Records for the exercise -
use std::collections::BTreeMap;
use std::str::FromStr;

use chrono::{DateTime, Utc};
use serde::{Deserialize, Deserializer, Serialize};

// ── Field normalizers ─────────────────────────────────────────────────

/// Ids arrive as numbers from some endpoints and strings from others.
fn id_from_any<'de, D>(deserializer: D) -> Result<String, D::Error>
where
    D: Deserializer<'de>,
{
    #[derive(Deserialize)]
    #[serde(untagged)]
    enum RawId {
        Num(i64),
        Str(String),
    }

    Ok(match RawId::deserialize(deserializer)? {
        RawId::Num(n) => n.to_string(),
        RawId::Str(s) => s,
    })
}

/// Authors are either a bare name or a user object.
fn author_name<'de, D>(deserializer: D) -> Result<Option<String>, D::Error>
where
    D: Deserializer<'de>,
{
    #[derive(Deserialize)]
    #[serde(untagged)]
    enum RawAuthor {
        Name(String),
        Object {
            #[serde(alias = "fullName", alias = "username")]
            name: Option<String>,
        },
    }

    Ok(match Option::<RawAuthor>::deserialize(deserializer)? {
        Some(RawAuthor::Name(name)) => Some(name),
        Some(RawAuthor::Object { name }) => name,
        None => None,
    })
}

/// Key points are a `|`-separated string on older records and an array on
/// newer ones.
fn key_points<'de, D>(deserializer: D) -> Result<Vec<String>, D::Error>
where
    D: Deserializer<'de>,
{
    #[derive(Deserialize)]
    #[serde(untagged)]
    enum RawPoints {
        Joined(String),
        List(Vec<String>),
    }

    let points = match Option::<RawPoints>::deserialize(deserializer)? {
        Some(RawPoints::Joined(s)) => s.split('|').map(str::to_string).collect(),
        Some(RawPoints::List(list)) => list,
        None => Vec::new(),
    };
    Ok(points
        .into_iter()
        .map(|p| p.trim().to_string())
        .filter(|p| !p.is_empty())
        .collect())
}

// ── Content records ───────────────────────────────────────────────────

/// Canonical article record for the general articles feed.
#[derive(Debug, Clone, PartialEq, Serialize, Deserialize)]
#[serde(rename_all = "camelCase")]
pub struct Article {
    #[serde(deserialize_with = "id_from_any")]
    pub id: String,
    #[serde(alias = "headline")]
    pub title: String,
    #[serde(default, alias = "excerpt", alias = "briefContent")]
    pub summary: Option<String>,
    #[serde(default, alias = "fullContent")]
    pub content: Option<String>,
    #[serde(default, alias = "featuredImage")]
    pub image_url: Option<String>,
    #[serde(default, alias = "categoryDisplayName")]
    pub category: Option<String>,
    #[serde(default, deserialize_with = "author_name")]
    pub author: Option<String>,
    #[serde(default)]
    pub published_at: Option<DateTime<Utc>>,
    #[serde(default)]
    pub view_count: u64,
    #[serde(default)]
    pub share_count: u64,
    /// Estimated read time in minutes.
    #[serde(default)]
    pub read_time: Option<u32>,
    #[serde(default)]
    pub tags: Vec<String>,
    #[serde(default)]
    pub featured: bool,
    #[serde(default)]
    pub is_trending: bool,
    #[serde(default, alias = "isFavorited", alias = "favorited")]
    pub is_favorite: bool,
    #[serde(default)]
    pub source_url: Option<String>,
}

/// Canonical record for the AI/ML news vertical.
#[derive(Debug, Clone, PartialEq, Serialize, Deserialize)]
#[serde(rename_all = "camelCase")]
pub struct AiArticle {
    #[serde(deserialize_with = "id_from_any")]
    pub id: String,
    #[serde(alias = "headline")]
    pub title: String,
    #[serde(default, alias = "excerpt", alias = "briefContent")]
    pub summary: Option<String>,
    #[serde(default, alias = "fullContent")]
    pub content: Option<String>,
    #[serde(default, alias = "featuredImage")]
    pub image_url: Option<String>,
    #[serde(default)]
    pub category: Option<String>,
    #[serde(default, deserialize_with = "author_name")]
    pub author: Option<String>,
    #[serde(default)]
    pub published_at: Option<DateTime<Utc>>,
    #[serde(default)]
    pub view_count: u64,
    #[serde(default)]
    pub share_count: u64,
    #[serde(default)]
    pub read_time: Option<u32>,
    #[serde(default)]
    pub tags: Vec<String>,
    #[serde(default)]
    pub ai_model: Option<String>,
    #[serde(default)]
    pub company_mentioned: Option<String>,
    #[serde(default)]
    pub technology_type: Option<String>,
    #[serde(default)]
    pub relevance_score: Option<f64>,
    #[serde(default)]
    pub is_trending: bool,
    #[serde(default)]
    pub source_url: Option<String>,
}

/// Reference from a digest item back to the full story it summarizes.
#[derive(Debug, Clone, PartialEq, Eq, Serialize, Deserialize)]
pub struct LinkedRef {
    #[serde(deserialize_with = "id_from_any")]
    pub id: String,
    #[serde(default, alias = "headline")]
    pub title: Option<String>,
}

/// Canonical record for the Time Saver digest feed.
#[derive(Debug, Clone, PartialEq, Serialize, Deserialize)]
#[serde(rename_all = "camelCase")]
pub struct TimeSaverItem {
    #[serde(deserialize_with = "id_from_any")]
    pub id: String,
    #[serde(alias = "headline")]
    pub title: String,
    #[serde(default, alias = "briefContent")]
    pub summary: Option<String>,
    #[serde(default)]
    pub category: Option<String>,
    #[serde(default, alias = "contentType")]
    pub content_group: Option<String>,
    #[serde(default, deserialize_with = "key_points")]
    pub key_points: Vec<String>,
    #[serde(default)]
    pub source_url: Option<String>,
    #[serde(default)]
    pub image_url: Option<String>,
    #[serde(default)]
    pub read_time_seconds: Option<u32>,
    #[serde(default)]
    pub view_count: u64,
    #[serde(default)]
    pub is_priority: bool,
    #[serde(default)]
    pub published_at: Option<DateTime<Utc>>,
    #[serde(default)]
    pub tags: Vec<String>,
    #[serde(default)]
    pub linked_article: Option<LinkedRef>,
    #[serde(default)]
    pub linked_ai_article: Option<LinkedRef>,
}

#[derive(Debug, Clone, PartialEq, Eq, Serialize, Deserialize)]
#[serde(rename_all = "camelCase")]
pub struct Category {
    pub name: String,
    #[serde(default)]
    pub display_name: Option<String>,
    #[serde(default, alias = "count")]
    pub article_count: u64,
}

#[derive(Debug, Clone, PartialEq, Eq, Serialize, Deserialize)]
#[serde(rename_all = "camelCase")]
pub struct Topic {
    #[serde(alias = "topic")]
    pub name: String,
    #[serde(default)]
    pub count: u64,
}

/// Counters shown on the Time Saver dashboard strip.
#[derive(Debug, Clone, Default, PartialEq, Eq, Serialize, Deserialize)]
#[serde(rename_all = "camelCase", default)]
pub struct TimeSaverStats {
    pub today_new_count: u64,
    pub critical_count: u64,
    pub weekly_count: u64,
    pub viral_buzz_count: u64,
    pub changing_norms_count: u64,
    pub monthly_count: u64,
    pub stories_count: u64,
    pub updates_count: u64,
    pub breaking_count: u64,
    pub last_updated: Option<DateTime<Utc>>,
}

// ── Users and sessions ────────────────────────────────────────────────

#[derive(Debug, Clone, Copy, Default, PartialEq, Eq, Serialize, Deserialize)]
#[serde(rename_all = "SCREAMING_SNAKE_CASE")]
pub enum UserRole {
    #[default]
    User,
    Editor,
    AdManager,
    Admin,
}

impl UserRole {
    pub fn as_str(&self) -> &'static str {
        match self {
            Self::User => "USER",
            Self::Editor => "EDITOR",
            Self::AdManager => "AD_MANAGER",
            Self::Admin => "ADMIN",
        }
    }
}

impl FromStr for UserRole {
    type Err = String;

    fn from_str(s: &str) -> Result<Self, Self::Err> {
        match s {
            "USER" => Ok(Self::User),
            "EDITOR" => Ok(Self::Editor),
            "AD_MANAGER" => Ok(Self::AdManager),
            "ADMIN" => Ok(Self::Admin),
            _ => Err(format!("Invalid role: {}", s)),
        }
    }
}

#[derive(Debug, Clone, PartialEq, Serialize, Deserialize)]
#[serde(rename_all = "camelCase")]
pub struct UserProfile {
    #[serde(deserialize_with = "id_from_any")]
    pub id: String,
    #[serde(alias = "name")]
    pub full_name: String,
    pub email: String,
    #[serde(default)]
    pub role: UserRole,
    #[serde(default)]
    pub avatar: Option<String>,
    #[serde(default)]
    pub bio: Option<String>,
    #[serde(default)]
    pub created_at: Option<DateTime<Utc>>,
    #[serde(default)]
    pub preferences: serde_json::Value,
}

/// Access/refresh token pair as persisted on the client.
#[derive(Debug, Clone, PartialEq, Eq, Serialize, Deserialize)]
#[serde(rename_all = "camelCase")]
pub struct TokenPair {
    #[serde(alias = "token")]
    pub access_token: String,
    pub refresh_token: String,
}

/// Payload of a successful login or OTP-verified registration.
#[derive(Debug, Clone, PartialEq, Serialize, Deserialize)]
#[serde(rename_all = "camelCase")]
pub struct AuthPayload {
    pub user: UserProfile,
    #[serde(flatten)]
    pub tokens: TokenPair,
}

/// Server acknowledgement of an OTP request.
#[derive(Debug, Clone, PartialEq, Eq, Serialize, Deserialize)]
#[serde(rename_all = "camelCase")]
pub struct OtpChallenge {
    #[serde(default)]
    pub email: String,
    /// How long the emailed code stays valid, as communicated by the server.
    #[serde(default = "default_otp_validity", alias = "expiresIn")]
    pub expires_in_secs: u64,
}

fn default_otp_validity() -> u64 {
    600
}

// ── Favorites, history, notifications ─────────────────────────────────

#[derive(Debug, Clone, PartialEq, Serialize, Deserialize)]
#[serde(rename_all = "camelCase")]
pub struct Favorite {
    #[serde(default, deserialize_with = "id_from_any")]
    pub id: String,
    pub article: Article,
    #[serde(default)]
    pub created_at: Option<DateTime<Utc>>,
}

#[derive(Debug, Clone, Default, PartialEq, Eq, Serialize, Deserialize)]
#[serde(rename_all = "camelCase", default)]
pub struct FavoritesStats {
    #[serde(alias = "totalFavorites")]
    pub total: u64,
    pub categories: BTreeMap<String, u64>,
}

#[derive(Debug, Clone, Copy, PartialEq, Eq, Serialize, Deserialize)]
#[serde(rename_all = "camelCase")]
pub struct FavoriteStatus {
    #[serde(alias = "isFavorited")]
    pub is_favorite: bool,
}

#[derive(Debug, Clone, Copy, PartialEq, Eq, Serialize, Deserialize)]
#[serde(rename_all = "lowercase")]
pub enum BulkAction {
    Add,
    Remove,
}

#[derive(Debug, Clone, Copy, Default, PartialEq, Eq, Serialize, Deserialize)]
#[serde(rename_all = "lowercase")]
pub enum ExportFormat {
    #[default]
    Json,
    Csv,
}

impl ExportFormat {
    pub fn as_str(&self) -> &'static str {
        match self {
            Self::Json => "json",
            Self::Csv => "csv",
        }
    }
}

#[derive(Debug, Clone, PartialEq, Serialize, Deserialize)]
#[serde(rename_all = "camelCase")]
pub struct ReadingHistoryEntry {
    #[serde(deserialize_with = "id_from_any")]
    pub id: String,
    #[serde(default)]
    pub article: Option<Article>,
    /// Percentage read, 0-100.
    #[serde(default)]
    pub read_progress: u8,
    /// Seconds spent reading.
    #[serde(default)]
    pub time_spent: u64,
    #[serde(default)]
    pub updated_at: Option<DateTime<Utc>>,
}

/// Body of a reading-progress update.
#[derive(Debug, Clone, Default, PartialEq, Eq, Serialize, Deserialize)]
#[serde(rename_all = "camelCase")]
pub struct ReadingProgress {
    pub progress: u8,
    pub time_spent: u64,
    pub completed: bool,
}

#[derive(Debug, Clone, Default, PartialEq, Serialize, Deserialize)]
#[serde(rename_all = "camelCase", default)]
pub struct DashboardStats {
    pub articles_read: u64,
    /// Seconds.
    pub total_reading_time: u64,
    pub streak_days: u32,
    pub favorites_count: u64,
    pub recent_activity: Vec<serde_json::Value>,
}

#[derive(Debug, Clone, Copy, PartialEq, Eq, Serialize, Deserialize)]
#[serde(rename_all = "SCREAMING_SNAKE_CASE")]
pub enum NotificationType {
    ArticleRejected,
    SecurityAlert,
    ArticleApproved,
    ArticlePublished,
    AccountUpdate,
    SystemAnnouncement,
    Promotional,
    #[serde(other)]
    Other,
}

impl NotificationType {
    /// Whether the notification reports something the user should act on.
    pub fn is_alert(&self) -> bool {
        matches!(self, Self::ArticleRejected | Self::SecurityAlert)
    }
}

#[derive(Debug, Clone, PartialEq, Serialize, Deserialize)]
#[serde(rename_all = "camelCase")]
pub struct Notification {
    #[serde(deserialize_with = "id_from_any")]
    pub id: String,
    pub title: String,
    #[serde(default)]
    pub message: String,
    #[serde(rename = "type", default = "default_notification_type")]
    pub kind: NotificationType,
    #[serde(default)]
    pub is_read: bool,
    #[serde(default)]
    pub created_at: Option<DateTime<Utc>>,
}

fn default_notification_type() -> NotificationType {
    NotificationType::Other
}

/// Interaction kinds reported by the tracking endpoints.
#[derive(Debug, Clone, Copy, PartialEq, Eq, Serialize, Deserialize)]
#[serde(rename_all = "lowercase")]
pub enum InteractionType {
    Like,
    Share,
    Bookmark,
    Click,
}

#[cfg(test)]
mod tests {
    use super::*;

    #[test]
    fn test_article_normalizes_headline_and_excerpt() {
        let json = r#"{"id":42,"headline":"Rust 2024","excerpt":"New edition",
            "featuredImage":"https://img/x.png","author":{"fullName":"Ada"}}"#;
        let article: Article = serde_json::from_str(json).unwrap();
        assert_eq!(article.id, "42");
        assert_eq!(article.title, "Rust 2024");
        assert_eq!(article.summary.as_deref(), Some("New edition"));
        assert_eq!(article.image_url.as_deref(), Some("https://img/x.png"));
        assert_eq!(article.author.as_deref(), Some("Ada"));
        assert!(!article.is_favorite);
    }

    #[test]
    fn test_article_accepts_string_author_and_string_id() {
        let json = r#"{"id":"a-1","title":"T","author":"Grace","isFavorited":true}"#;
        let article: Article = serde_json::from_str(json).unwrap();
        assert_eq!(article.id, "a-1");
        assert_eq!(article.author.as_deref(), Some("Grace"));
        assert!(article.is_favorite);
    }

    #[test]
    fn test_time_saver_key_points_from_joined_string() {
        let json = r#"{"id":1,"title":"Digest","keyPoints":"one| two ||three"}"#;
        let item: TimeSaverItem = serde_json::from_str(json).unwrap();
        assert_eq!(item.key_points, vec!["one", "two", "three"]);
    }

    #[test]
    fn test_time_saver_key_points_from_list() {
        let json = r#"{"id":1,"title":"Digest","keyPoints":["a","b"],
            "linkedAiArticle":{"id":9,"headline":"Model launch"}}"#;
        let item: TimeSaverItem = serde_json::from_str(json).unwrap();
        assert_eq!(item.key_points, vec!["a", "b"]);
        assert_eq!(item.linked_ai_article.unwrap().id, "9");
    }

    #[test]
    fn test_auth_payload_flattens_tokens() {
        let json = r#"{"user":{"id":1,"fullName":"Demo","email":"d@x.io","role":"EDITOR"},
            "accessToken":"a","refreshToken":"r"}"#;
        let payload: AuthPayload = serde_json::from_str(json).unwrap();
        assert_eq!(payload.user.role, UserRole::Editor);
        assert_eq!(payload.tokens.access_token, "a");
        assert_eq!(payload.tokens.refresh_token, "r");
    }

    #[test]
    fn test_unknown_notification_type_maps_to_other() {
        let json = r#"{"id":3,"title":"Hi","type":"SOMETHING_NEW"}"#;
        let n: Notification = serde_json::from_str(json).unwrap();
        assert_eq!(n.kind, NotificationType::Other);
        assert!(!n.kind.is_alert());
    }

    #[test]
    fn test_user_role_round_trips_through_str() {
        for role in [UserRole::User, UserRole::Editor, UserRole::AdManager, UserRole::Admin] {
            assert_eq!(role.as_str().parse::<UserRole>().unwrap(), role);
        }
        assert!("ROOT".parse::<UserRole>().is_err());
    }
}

Description of the task - If a line in the listing contains "TokenPair", it counts. Say how many lines count, with no other words.

Task answer - 2